## Task instructions:
The expected result is every line of the records, printed exactly.

++++ Supplied entries ++++

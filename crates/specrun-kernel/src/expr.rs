//! String-producing expressions with deferred evaluation and cleanup.
//!
//! A command argument (or stdin source) is either a literal, a lookup in
//! the runner's own environment, or an ephemeral file materialized at
//! evaluation time. Evaluation may hand back a cleanup which the caller
//! must invoke exactly once; [`CleanupGuard`] owns that contract.

use std::fmt;
use std::io::{self, Write};

use thiserror::Error;

/// Failure evaluating a string expression.
#[derive(Debug, Error)]
pub enum EvalError {
    /// Environment-variable lookups fail when the variable is undefined.
    #[error("environment variable \"{0}\" is not defined")]
    UndefinedEnvVar(String),
    /// The ephemeral file could not be created or written.
    #[error("failed to materialize temp file: {0}")]
    TempFile(#[from] io::Error),
}

/// Cleanup handed back by an evaluation; invoked exactly once.
pub type Cleanup = Box<dyn FnOnce() -> io::Result<()> + Send>;

/// A deferred string-producing expression.
#[derive(Debug, Clone, PartialEq, Eq)]
pub enum StringExpr {
    /// A fixed string.
    Literal(String),
    /// The value of an environment variable of the runner process.
    EnvVar(String),
    /// Contents written to a fresh temp file; evaluates to its path.
    TempFile {
        /// File contents, already serialized.
        text: String,
        /// File extension, dot included (".yaml" or ".txt").
        extension: &'static str,
    },
}

impl StringExpr {
    /// Evaluate to a concrete string plus an optional cleanup.
    ///
    /// The temp-file variant writes its contents to a new file and
    /// returns the path; the cleanup removes that file.
    pub fn eval(&self) -> Result<(String, Option<Cleanup>), EvalError> {
        match self {
            StringExpr::Literal(s) => Ok((s.clone(), None)),
            StringExpr::EnvVar(name) => match std::env::var(name) {
                Ok(value) => Ok((value, None)),
                Err(_) => Err(EvalError::UndefinedEnvVar(name.clone())),
            },
            StringExpr::TempFile { text, extension } => {
                let mut file = tempfile::Builder::new()
                    .prefix("specrun-")
                    .suffix(extension)
                    .tempfile()?;
                file.as_file_mut().write_all(text.as_bytes())?;
                let (_, path) = file.keep().map_err(|e| EvalError::TempFile(e.error))?;
                let display = path.to_string_lossy().into_owned();
                let cleanup: Cleanup = Box::new(move || std::fs::remove_file(&path));
                Ok((display, Some(cleanup)))
            }
        }
    }
}

/// Human-readable, non-evaluating form, used for default test naming.
impl fmt::Display for StringExpr {
    fn fmt(&self, f: &mut fmt::Formatter<'_>) -> fmt::Result {
        match self {
            StringExpr::Literal(s) => write!(f, "{s}"),
            StringExpr::EnvVar(name) => write!(f, "${name}"),
            StringExpr::TempFile { .. } => write!(f, "<tempfile>"),
        }
    }
}

/// Owns the cleanups returned by evaluations.
///
/// `run` invokes each exactly once, collecting (not short-circuiting)
/// the errors. Dropping the guard without calling `run` still invokes
/// anything left, so no temp file outlives its test.
#[derive(Default)]
pub struct CleanupGuard {
    cleanups: Vec<Cleanup>,
}

impl CleanupGuard {
    /// An empty guard.
    pub fn new() -> Self {
        Self::default()
    }

    /// Take ownership of one more cleanup.
    pub fn push(&mut self, cleanup: Cleanup) {
        self.cleanups.push(cleanup);
    }

    /// Invoke every owned cleanup, collecting the errors.
    pub fn run(mut self) -> Vec<io::Error> {
        self.cleanups
            .drain(..)
            .filter_map(|cleanup| cleanup().err())
            .collect()
    }
}

impl Drop for CleanupGuard {
    fn drop(&mut self) {
        for cleanup in self.cleanups.drain(..) {
            let _ = cleanup();
        }
    }
}

impl fmt::Debug for CleanupGuard {
    fn fmt(&self, f: &mut fmt::Formatter<'_>) -> fmt::Result {
        f.debug_struct("CleanupGuard")
            .field("pending", &self.cleanups.len())
            .finish()
    }
}

/// Evaluate expressions in declared order, stopping at the first failure.
///
/// Returns the evaluated values (or the failing index and error) together
/// with a guard owning every cleanup returned so far. Callers must let
/// the guard run in both outcomes.
pub fn eval_string_exprs(
    exprs: &[StringExpr],
) -> (Result<Vec<String>, (usize, EvalError)>, CleanupGuard) {
    let mut guard = CleanupGuard::new();
    let mut values = Vec::with_capacity(exprs.len());
    for (i, expr) in exprs.iter().enumerate() {
        match expr.eval() {
            Ok((value, cleanup)) => {
                if let Some(cleanup) = cleanup {
                    guard.push(cleanup);
                }
                values.push(value);
            }
            Err(e) => return (Err((i, e)), guard),
        }
    }
    (Ok(values), guard)
}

++++

## Task answer:
filename crates/specrun-kernel/src/expr.rs
//! String-producing expressions with deferred evaluation and cleanup.
//!
//! A command argument (or stdin source) is either a literal, a lookup in
//! the runner's own environment, or an ephemeral file materialized at
//! evaluation time. Evaluation may hand back a cleanup which the caller
//! must invoke exactly once; [`CleanupGuard`] owns that contract.

use std::fmt;
use std::io::{self, Write};

use thiserror::Error;

/// Failure evaluating a string expression.
#[derive(Debug, Error)]
pub enum EvalError {
    /// Environment-variable lookups fail when the variable is undefined.
    #[error("environment variable \"{0}\" is not defined")]
    UndefinedEnvVar(String),
    /// The ephemeral file could not be created or written.
    #[error("failed to materialize temp file: {0}")]
    TempFile(#[from] io::Error),
}

/// Cleanup handed back by an evaluation; invoked exactly once.
pub type Cleanup = Box<dyn FnOnce() -> io::Result<()> + Send>;

/// A deferred string-producing expression.
#[derive(Debug, Clone, PartialEq, Eq)]
pub enum StringExpr {
    /// A fixed string.
    Literal(String),
    /// The value of an environment variable of the runner process.
    EnvVar(String),
    /// Contents written to a fresh temp file; evaluates to its path.
    TempFile {
        /// File contents, already serialized.
        text: String,
        /// File extension, dot included (".yaml" or ".txt").
        extension: &'static str,
    },
}

impl StringExpr {
    /// Evaluate to a concrete string plus an optional cleanup.
    ///
    /// The temp-file variant writes its contents to a new file and
    /// returns the path; the cleanup removes that file.
    pub fn eval(&self) -> Result<(String, Option<Cleanup>), EvalError> {
        match self {
            StringExpr::Literal(s) => Ok((s.clone(), None)),
            StringExpr::EnvVar(name) => match std::env::var(name) {
                Ok(value) => Ok((value, None)),
                Err(_) => Err(EvalError::UndefinedEnvVar(name.clone())),
            },
            StringExpr::TempFile { text, extension } => {
                let mut file = tempfile::Builder::new()
                    .prefix("specrun-")
                    .suffix(extension)
                    .tempfile()?;
                file.as_file_mut().write_all(text.as_bytes())?;
                let (_, path) = file.keep().map_err(|e| EvalError::TempFile(e.error))?;
                let display = path.to_string_lossy().into_owned();
                let cleanup: Cleanup = Box::new(move || std::fs::remove_file(&path));
                Ok((display, Some(cleanup)))
            }
        }
    }
}

/// Human-readable, non-evaluating form, used for default test naming.
impl fmt::Display for StringExpr {
    fn fmt(&self, f: &mut fmt::Formatter<'_>) -> fmt::Result {
        match self {
            StringExpr::Literal(s) => write!(f, "{s}"),
            StringExpr::EnvVar(name) => write!(f, "${name}"),
            StringExpr::TempFile { .. } => write!(f, "<tempfile>"),
        }
    }
}

/// Owns the cleanups returned by evaluations.
///
/// `run` invokes each exactly once, collecting (not short-circuiting)
/// the errors. Dropping the guard without calling `run` still invokes
/// anything left, so no temp file outlives its test.
#[derive(Default)]
pub struct CleanupGuard {
    cleanups: Vec<Cleanup>,
}

impl CleanupGuard {
    /// An empty guard.
    pub fn new() -> Self {
        Self::default()
    }

    /// Take ownership of one more cleanup.
    pub fn push(&mut self, cleanup: Cleanup) {
        self.cleanups.push(cleanup);
    }

    /// Invoke every owned cleanup, collecting the errors.
    pub fn run(mut self) -> Vec<io::Error> {
        self.cleanups
            .drain(..)
            .filter_map(|cleanup| cleanup().err())
            .collect()
    }
}

impl Drop for CleanupGuard {
    fn drop(&mut self) {
        for cleanup in self.cleanups.drain(..) {
            let _ = cleanup();
        }
    }
}

impl fmt::Debug for CleanupGuard {
    fn fmt(&self, f: &mut fmt::Formatter<'_>) -> fmt::Result {
        f.debug_struct("CleanupGuard")
            .field("pending", &self.cleanups.len())
            .finish()
    }
}

/// Evaluate expressions in declared order, stopping at the first failure.
///
/// Returns the evaluated values (or the failing index and error) together
/// with a guard owning every cleanup returned so far. Callers must let
/// the guard run in both outcomes.
pub fn eval_string_exprs(
    exprs: &[StringExpr],
) -> (Result<Vec<String>, (usize, EvalError)>, CleanupGuard) {
    let mut guard = CleanupGuard::new();
    let mut values = Vec::with_capacity(exprs.len());
    for (i, expr) in exprs.iter().enumerate() {
        match expr.eval() {
            Ok((value, cleanup)) => {
                if let Some(cleanup) = cleanup {
                    guard.push(cleanup);
                }
                values.push(value);
            }
            Err(e) => return (Err((i, e)), guard),
        }
    }
    (Ok(values), guard)
}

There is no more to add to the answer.